Americanhorse, known by friends as Happi, doesn’t see himself as the local hero he has become in online headlines and print media. He’s well spoken, peaceful in presence, commanding a quiet authority with his six-foot tall, 250-pound frame. Like many his age, he doesn’t know his native language, but intends to learn.
On August 31, the 26-year-old Sicangu-Oglala Lakota warrior pushed aside his fears, and leapt onto an excavator, forcing the driver to shut down the engine – in accordance with OSHA regulations. Fortunately for Americanhorse, the driver walked away, saying he got paid whether he worked or not. Wrapping his arms around a part of the machinery, he chained himself with a plastic pipe smothered in tar. For six hours, law enforcement tried hacksaws, crane lifts, pondered how to disassemble the machinery before he was freed.
And then he was arrested.
Most netizens applauded his bravery. A few made comments to cut off his arms, or use a bone saw.
To Americanhorse, the pending court date is a small price to pay to protect water and land. “My main focus is this fight, and it’s all over the continent, in fact it’s all over the world,” he said. “When we’re done with this fight, and we’re going to win this fight, I am going to go look for allies that came here who have their own problems and I want to be able to sit there with them and fight those fights, whatever it is they’re fighting just in solidarity for them doing the same with me.”

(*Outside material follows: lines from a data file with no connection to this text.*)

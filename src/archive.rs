use crate::error::ArchiveError;
use crate::tree::ProjectTree;
use std::io::{Cursor, Write};
use std::path::{Path, PathBuf};
use std::sync::Arc;
use std::sync::atomic::{AtomicU64, Ordering};
use tokio::sync::Mutex;
use tokio::task::JoinHandle;
use zip::write::SimpleFileOptions;
use zip::{CompressionMethod, ZipWriter};

pub const DEFAULT_ARCHIVE_NAME: &str = "project-files";

/// Serializes every file of `tree` into an in-memory zip.
///
/// Entries follow a depth-first pre-order walk in stored child order, named by
/// their relative path. Directories get no entry of their own.
pub fn write_archive(tree: &ProjectTree) -> Result<Vec<u8>, ArchiveError> {
    let mut writer = ZipWriter::new(Cursor::new(Vec::new()));
    let options = SimpleFileOptions::default().compression_method(CompressionMethod::Deflated);

    for (path, content) in tree.files() {
        writer.start_file(path, options)?;
        writer.write_all(content.as_bytes())?;
    }

    Ok(writer.finish()?.into_inner())
}

#[derive(Debug, Clone, Copy, PartialEq, Eq, PartialOrd, Ord)]
pub struct ExportToken(u64);

/// Hands out export jobs tagged with increasing tokens so that the owner can
/// drop results that finish after a newer request was issued.
///
/// Clones share the token counter and the delivery lock, so a spawned
/// delivery sees requests issued after it started.
#[derive(Debug, Clone, Default)]
pub struct ArchiveExporter {
    latest: Arc<AtomicU64>,
    delivering: Arc<Mutex<()>>,
}

pub struct PendingExport {
    pub token: ExportToken,
    handle: JoinHandle<Result<Vec<u8>, ArchiveError>>,
}

impl PendingExport {
    pub async fn wait(self) -> (ExportToken, Result<Vec<u8>, ArchiveError>) {
        let result = match self.handle.await {
            Ok(result) => result,
            Err(err) => Err(err.into()),
        };
        (self.token, result)
    }
}

impl ArchiveExporter {
    pub fn new() -> Self {
        Self::default()
    }

    /// Starts compressing a snapshot of `tree` on the blocking pool.
    pub fn start(&self, tree: ProjectTree) -> PendingExport {
        let token = ExportToken(self.latest.fetch_add(1, Ordering::SeqCst) + 1);
        tracing::debug!(token = token.0, files = tree.files().len(), "export started");
        let handle = tokio::task::spawn_blocking(move || write_archive(&tree));
        PendingExport { token, handle }
    }

    pub fn is_current(&self, token: ExportToken) -> bool {
        token.0 == self.latest.load(Ordering::SeqCst)
    }

    /// Delivers `bytes` unless a newer export was requested first.
    ///
    /// Deliveries run one at a time; the currency check happens once the
    /// previous delivery has finished, so an older archive never replaces a
    /// newer one. Returns `None` when the token was superseded.
    pub async fn deliver_current(
        &self,
        token: ExportToken,
        bytes: Vec<u8>,
        dir: &Path,
        name: &str,
    ) -> Option<Result<PathBuf, ArchiveError>> {
        let _turn = self.delivering.lock().await;
        if !self.is_current(token) {
            tracing::debug!(token = token.0, "skipping superseded delivery");
            return None;
        }
        Some(deliver(bytes, dir, name).await)
    }
}

/// Writes `<dir>/<name>.zip`.
///
/// The bytes go to a uniquely named temporary file in `dir` that is persisted
/// over the target, so a failed write never leaves a truncated archive under
/// the final name. The temporary file is removed on every failure path.
pub async fn deliver(bytes: Vec<u8>, dir: &Path, name: &str) -> Result<PathBuf, ArchiveError> {
    let target = dir.join(format!("{name}.zip"));
    let staging_dir = dir.to_path_buf();
    let prefix = format!(".{name}.");
    let len = bytes.len();

    let persisted = target.clone();
    tokio::task::spawn_blocking(move || -> Result<(), ArchiveError> {
        let mut staged = tempfile::Builder::new()
            .prefix(&prefix)
            .suffix(".zip.part")
            .tempfile_in(&staging_dir)?;
        staged.write_all(&bytes)?;
        staged.as_file().sync_all()?;
        staged.persist(&persisted).map_err(|err| err.error)?;
        Ok(())
    })
    .await??;

    tracing::info!(path = %target.display(), bytes = len, "archive written");
    Ok(target)
}

/// Compresses and delivers in one step.
pub async fn export(tree: &ProjectTree, dir: &Path, name: &str) -> Result<PathBuf, ArchiveError> {
    let exporter = ArchiveExporter::new();
    let (_, bytes) = exporter.start(tree.clone()).wait().await;
    deliver(bytes?, dir, name).await
}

Not in seven generations have Native Americans come together in such strength, he said. Old grudges have been cast aside. Daily, tribal leaders stretching from one coast of North America to the other stand to speak before the hundreds, sometimes thousands gathered. One of the most historical moments was when the Crow tribe, one of the Sioux’s oldest enemies, arrived at camp in a show of support.

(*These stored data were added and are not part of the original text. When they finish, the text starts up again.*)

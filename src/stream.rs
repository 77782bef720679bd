use crate::error::DecodeError;
use crate::protocol::{Event, decode_event};

const EVENT_DELIMITER: &str = "\n\n";
const DATA_PREFIX: &str = "data:";

/// Incremental decoder for a `text/event-stream` body.
///
/// Chunks may split an event, its delimiter, a CRLF pair or a UTF-8 sequence
/// anywhere; whatever is incomplete stays buffered until the next call.
#[derive(Debug, Default)]
pub struct SseDecoder {
    buffer: String,
    pending: Vec<u8>,
}

impl SseDecoder {
    pub fn new() -> Self {
        Self::default()
    }

    pub fn push_bytes(&mut self, bytes: &[u8]) -> Vec<String> {
        self.pending.extend_from_slice(bytes);
        let text = take_utf8(&mut self.pending);
        self.push(&text)
    }

    /// Appends `chunk` and returns every payload completed by it, in order.
    pub fn push(&mut self, chunk: &str) -> Vec<String> {
        if chunk.is_empty() {
            return Vec::new();
        }

        self.buffer.push_str(chunk);
        // Normalized over the whole buffer so a CR/LF pair split across two
        // chunks is still caught.
        if self.buffer.contains('\r') {
            self.buffer = self.buffer.replace("\r\n", "\n");
        }

        let mut payloads = Vec::new();
        while let Some(idx) = self.buffer.find(EVENT_DELIMITER) {
            let block: String = self.buffer.drain(..idx + EVENT_DELIMITER.len()).collect();
            let block = &block[..idx];

            match extract_data(block) {
                Some(payload) => payloads.push(payload),
                None if is_ignorable(block) => {}
                None => {
                    tracing::warn!(block = %truncate(block, 120), "skipping event without data field");
                }
            }
        }
        payloads
    }

    /// Consumes the decoder, returning any unterminated remainder.
    pub fn finish(self) -> Option<String> {
        let mut rest = self.buffer;
        if !self.pending.is_empty() {
            rest.push_str(&String::from_utf8_lossy(&self.pending));
        }
        let rest = rest.trim();
        if rest.is_empty() {
            None
        } else {
            Some(rest.to_string())
        }
    }
}

/// `SseDecoder` followed by per-payload validation into `Event`s.
#[derive(Debug, Default)]
pub struct EventDecoder {
    sse: SseDecoder,
}

impl EventDecoder {
    pub fn new() -> Self {
        Self::default()
    }

    pub fn feed(&mut self, bytes: &[u8]) -> Vec<Result<Event, DecodeError>> {
        self.sse
            .push_bytes(bytes)
            .iter()
            .map(|payload| decode_event(payload))
            .collect()
    }

    /// Ends the stream. An unterminated trailing event is reported and dropped.
    pub fn finish(self) {
        if let Some(rest) = self.sse.finish() {
            tracing::warn!(
                bytes = rest.len(),
                fragment = %truncate(&rest, 120),
                "stream ended inside an unterminated event"
            );
        }
    }
}

fn extract_data(block: &str) -> Option<String> {
    let mut data_lines = Vec::new();
    for line in block.lines() {
        if let Some(data) = line.strip_prefix(DATA_PREFIX) {
            data_lines.push(data.trim());
        }
    }

    if data_lines.is_empty() {
        None
    } else {
        Some(data_lines.join("\n").trim().to_string())
    }
}

// Blank separators and `:` comment lines (keep-alives).
fn is_ignorable(block: &str) -> bool {
    block
        .lines()
        .all(|line| line.trim().is_empty() || line.starts_with(':'))
}

fn take_utf8(pending: &mut Vec<u8>) -> String {
    let mut out = String::new();
    loop {
        let (valid, invalid_len) = match std::str::from_utf8(pending) {
            Ok(text) => {
                out.push_str(text);
                pending.clear();
                return out;
            }
            Err(err) => (err.valid_up_to(), err.error_len()),
        };

        out.push_str(&String::from_utf8_lossy(&pending[..valid]));
        match invalid_len {
            Some(len) => {
                out.push(char::REPLACEMENT_CHARACTER);
                pending.drain(..valid + len);
            }
            // Incomplete sequence at the end: wait for the rest of it.
            None => {
                pending.drain(..valid);
                return out;
            }
        }
    }
}

fn truncate(value: &str, max: usize) -> &str {
    match value.char_indices().nth(max) {
        Some((end, _)) => &value[..end],
        None => value,
    }
}

#[cfg(test)]
mod tests {
    use super::*;

    const STREAM: &str = concat!(
        "data: {\"author\":\"planner_agent\",\"content\":{\"parts\":[{\"text\":\"plan ready\"}]}}\n\n",
        ": keep-alive\n\n",
        "data: {\"author\":\"coder_agent\",\"content\":{\"parts\":[{\"text\":\"héllo ✓\"}]}}\r\n\r\n",
        "event: message\ndata: {\"author\":\"fixer_agent\",\n",
        "data: \"errorCode\":\"SAFETY\"}\n\n",
        "data: not json\n\n",
        "data: {\"author\":\"tail\""
    );

    fn decode_whole(input: &[u8]) -> Vec<String> {
        let mut decoder = SseDecoder::new();
        decoder.push_bytes(input)
    }

    fn decode_split(input: &[u8], cuts: &[usize]) -> Vec<String> {
        let mut decoder = SseDecoder::new();
        let mut out = Vec::new();
        let mut start = 0;
        for &cut in cuts {
            out.extend(decoder.push_bytes(&input[start..cut]));
            start = cut;
        }
        out.extend(decoder.push_bytes(&input[start..]));
        out
    }

    #[test]
    fn whole_stream_yields_payloads_in_order() {
        let payloads = decode_whole(STREAM.as_bytes());
        assert_eq!(
            payloads,
            vec![
                "{\"author\":\"planner_agent\",\"content\":{\"parts\":[{\"text\":\"plan ready\"}]}}",
                "{\"author\":\"coder_agent\",\"content\":{\"parts\":[{\"text\":\"héllo ✓\"}]}}",
                "{\"author\":\"fixer_agent\",\n\"errorCode\":\"SAFETY\"}",
                "not json",
            ]
        );
    }

    #[test]
    fn every_single_split_point_matches_whole_stream() {
        let bytes = STREAM.as_bytes();
        let expected = decode_whole(bytes);
        for cut in 0..=bytes.len() {
            assert_eq!(decode_split(bytes, &[cut]), expected, "split at {cut}");
        }
    }

    #[test]
    fn byte_at_a_time_matches_whole_stream() {
        let bytes = STREAM.as_bytes();
        let cuts: Vec<usize> = (1..bytes.len()).collect();
        assert_eq!(decode_split(bytes, &cuts), decode_whole(bytes));
    }

    #[test]
    fn two_way_splits_match_whole_stream() {
        let bytes = STREAM.as_bytes();
        let expected = decode_whole(bytes);
        for first in (0..bytes.len()).step_by(7) {
            for second in (first..=bytes.len()).step_by(5) {
                assert_eq!(decode_split(bytes, &[first, second]), expected);
            }
        }
    }

    #[test]
    fn empty_and_undelimited_input_yield_nothing() {
        let mut decoder = SseDecoder::new();
        assert!(decoder.push("").is_empty());
        assert!(decoder.push("data: {\"author\":\"a\"}").is_empty());
        assert!(decoder.push("\n").is_empty());
        assert_eq!(decoder.push("\n"), vec!["{\"author\":\"a\"}"]);
    }

    #[test]
    fn finish_returns_unterminated_remainder() {
        let mut decoder = SseDecoder::new();
        decoder.push("data: one\n\ndata: {\"partial\"");
        assert_eq!(decoder.finish().as_deref(), Some("data: {\"partial\""));

        let mut decoder = SseDecoder::new();
        decoder.push("data: one\n\n");
        assert_eq!(decoder.finish(), None);
    }

    #[test]
    fn invalid_utf8_is_replaced_not_dropped() {
        let mut decoder = SseDecoder::new();
        let payloads = decoder.push_bytes(b"data: a\xffb\n\n");
        assert_eq!(payloads, vec!["a\u{FFFD}b"]);
    }

    #[test]
    fn event_decoder_isolates_bad_payloads() {
        let mut decoder = EventDecoder::new();
        let events = decoder.feed(STREAM.as_bytes());
        assert_eq!(events.len(), 4);
        assert_eq!(events[0].as_ref().unwrap().author, "planner_agent");
        assert_eq!(events[1].as_ref().unwrap().author, "coder_agent");
        assert_eq!(
            events[2].as_ref().unwrap().error_code.as_deref(),
            Some("SAFETY")
        );
        assert!(matches!(events[3], Err(DecodeError::Json(_))));
        decoder.finish();
    }
}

Historically, the US government has tried to eradicate Native American culture, Carina Miller, a councilwoman from the Warm Springs Tribe in Oregon, said. She heeded the call to rise at 5 a.m.
“Get up. They’re back,” someone in the darkness called out. “Get up. They’re back.”

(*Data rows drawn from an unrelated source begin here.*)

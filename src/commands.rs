use crate::archive;
use crate::client::{self, AgentSession};
use crate::config::{ExportArgs, InterpreterArgs, UpstreamArgs};
use crate::error::{DecodeError, ForgeError, Result};
use crate::interpreter::{EventInterpreter, Message, MessageKind, SessionContext};
use crate::protocol::Event;
use crate::tree::ProjectTree;
use crate::ui;
use std::path::{Path, PathBuf};

/// Where a finished run leaves its code artifact.
pub struct OutputOptions {
    pub artifact: PathBuf,
    pub export: Option<ExportArgs>,
}

pub async fn run(
    task: String,
    upstream: UpstreamArgs,
    interpreter: InterpreterArgs,
    output: OutputOptions,
) -> Result<()> {
    let session = AgentSession::connect(upstream.client_config()).await?;
    let interpreter = interpreter.interpreter();
    let mut context = SessionContext::new();

    tracing::info!(session = session.session_id(), "running task");
    session
        .run_task(&task, |event| handle_event(&interpreter, &mut context, event))
        .await?;

    finish(&context, &output).await
}

pub async fn replay(
    path: PathBuf,
    chunk_size: usize,
    interpreter: InterpreterArgs,
    output: OutputOptions,
) -> Result<()> {
    let interpreter = interpreter.interpreter();
    let mut context = SessionContext::new();

    client::replay(&path, chunk_size, |event| {
        handle_event(&interpreter, &mut context, event)
    })
    .await?;

    finish(&context, &output).await
}

pub async fn tree(artifact: PathBuf) -> Result<()> {
    let tree = load_tree(&artifact).await?;
    print!("{tree}");
    Ok(())
}

pub async fn export(artifact: PathBuf, args: ExportArgs) -> Result<()> {
    let tree = load_tree(&artifact).await?;
    let path = archive::export(&tree, &args.out_dir, &args.name).await?;
    println!("wrote {}", path.display());
    Ok(())
}

pub async fn edit(artifact: PathBuf, args: ExportArgs) -> Result<()> {
    let tree = load_tree(&artifact).await?;
    ui::run_editor(tree, artifact, args)
}

fn handle_event(
    interpreter: &EventInterpreter,
    context: &mut SessionContext,
    event: std::result::Result<Event, DecodeError>,
) {
    match event {
        Ok(event) => {
            for message in interpreter.interpret(&event, context) {
                print_message(&message);
            }
        }
        Err(err) => {
            tracing::warn!(error = %err, "discarded event");
        }
    }
}

fn print_message(message: &Message) {
    match message.kind {
        MessageKind::Error => eprintln!("{}", message.text),
        _ => println!("{}", message.text),
    }
}

async fn finish(context: &SessionContext, output: &OutputOptions) -> Result<()> {
    let Some(code) = context.current_code() else {
        tracing::info!("run finished without a code artifact");
        return match output.export {
            Some(_) => Err(ForgeError::NoArtifact),
            None => Ok(()),
        };
    };

    tokio::fs::write(&output.artifact, code).await?;
    tracing::info!(path = %output.artifact.display(), "code artifact saved");

    let tree = match ProjectTree::import(code) {
        Ok(tree) => tree,
        Err(err) => {
            // Keep the raw artifact; only the tree view is unavailable.
            tracing::warn!(error = %err, "code artifact is not a project map");
            return match output.export {
                Some(_) => Err(err.into()),
                None => Ok(()),
            };
        }
    };
    if tree.is_empty() {
        tracing::warn!("code artifact contains no files");
    }
    print!("{tree}");

    if let Some(args) = &output.export {
        let path = archive::export(&tree, &args.out_dir, &args.name).await?;
        println!("wrote {}", path.display());
    }
    Ok(())
}

async fn load_tree(artifact: &Path) -> Result<ProjectTree> {
    let text = tokio::fs::read_to_string(artifact)
        .await
        .map_err(|source| ForgeError::Read {
            path: artifact.to_path_buf(),
            source,
        })?;
    Ok(ProjectTree::import(&text)?)
}

#[cfg(test)]
mod tests {
    use super::*;
    use crate::interpreter::DEFAULT_PRODUCER_ROLES;

    fn interpreter_args() -> InterpreterArgs {
        InterpreterArgs {
            producers: DEFAULT_PRODUCER_ROLES.map(String::from).to_vec(),
            delegation_tool: "transfer_to_agent".to_string(),
            delegation_arg: "agent_name".to_string(),
        }
    }

    const CAPTURE: &str = concat!(
        "data: {\"author\":\"planner_agent\",\"content\":{\"parts\":[{\"text\":\"plan\"}]}}\n\n",
        "data: {\"author\":\"coder_agent\",\"content\":{\"parts\":[{\"functionResponse\":{\"result\":\"{\\\"Main/app.js\\\":\\\"x\\\"}\"}}]}}\n\n",
        "data: {\"author\":\"fixer_agent\",\"content\":{\"parts\":[{\"functionResponse\":{\"result\":\"{\\\"Main/app.js\\\":\\\"fixed\\\",\\\"Main/lib/a.js\\\":\\\"y\\\"}\"}}]}}\n\n",
    );

    #[tokio::test]
    async fn replay_saves_latest_artifact_and_exports() {
        let dir = tempfile::tempdir().unwrap();
        let capture = dir.path().join("run.sse");
        std::fs::write(&capture, CAPTURE).unwrap();
        let artifact = dir.path().join("artifact.json");

        replay(
            capture,
            5,
            interpreter_args(),
            OutputOptions {
                artifact: artifact.clone(),
                export: Some(ExportArgs {
                    name: "demo".to_string(),
                    out_dir: dir.path().to_path_buf(),
                }),
            },
        )
        .await
        .unwrap();

        let saved = std::fs::read_to_string(&artifact).unwrap();
        assert_eq!(saved, "{\"Main/app.js\":\"fixed\",\"Main/lib/a.js\":\"y\"}");
        assert!(dir.path().join("demo.zip").exists());

        let tree = load_tree(&artifact).await.unwrap();
        assert_eq!(tree.content("app.js"), Some("fixed"));
    }

    #[tokio::test]
    async fn export_without_artifact_fails() {
        let dir = tempfile::tempdir().unwrap();
        let capture = dir.path().join("run.sse");
        std::fs::write(
            &capture,
            "data: {\"author\":\"planner_agent\",\"content\":{\"parts\":[{\"text\":\"plan\"}]}}\n\n",
        )
        .unwrap();

        let err = replay(
            capture,
            64,
            interpreter_args(),
            OutputOptions {
                artifact: dir.path().join("artifact.json"),
                export: Some(ExportArgs {
                    name: "demo".to_string(),
                    out_dir: dir.path().to_path_buf(),
                }),
            },
        )
        .await
        .unwrap_err();
        assert!(matches!(err, ForgeError::NoArtifact));
        assert!(!dir.path().join("artifact.json").exists());
    }

    #[tokio::test]
    async fn load_tree_reports_missing_and_malformed_files() {
        let dir = tempfile::tempdir().unwrap();
        let missing = dir.path().join("nope.json");
        assert!(matches!(
            load_tree(&missing).await,
            Err(ForgeError::Read { .. })
        ));

        let bad = dir.path().join("bad.json");
        std::fs::write(&bad, "not json").unwrap();
        assert!(matches!(
            load_tree(&bad).await,
            Err(ForgeError::Import(_))
        ));
    }
}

She jumped into her “pony,” a 2010 Chevy Cobalt, with friends and drove to the site, but company workers could not proceed; the ground was too wet.
Miller grew up on a reservation, the local school district did not allow her to learn her own language, and she feels the government tried to erase her and her tribe.
“They pit us against each other, breaking treaties, trying to wipe us out,” Miller said. “People need to understand history.” Today, her tribe fights Nestle over water bottling rights on Native American land in Oregon, she said. The gathering of so many indigenous nations has brought her hope for her homeland.
“It’s a really strong and powerful presence,” Americanhorse said. “It feels like it is going to be a lot easier for us to work together. If we can establish a way we can work together here, then in the future when another issue comes up, something threatening another indigenous tribe, we can get together.”
The road to becomming involved in the fight to protect water and sacred lands wasn’t easy, but in the end, the decision to give up his old life was. All roads pointed to Sacred Stone Camp. As a child in the public school system in Colorado, Americanhorse was shunned both by white people and other indigenous tribes, like the Utes and the Navajo, he said. He learned to shy away from outsider help, grew up with violence and chaos. Drank on the weekends.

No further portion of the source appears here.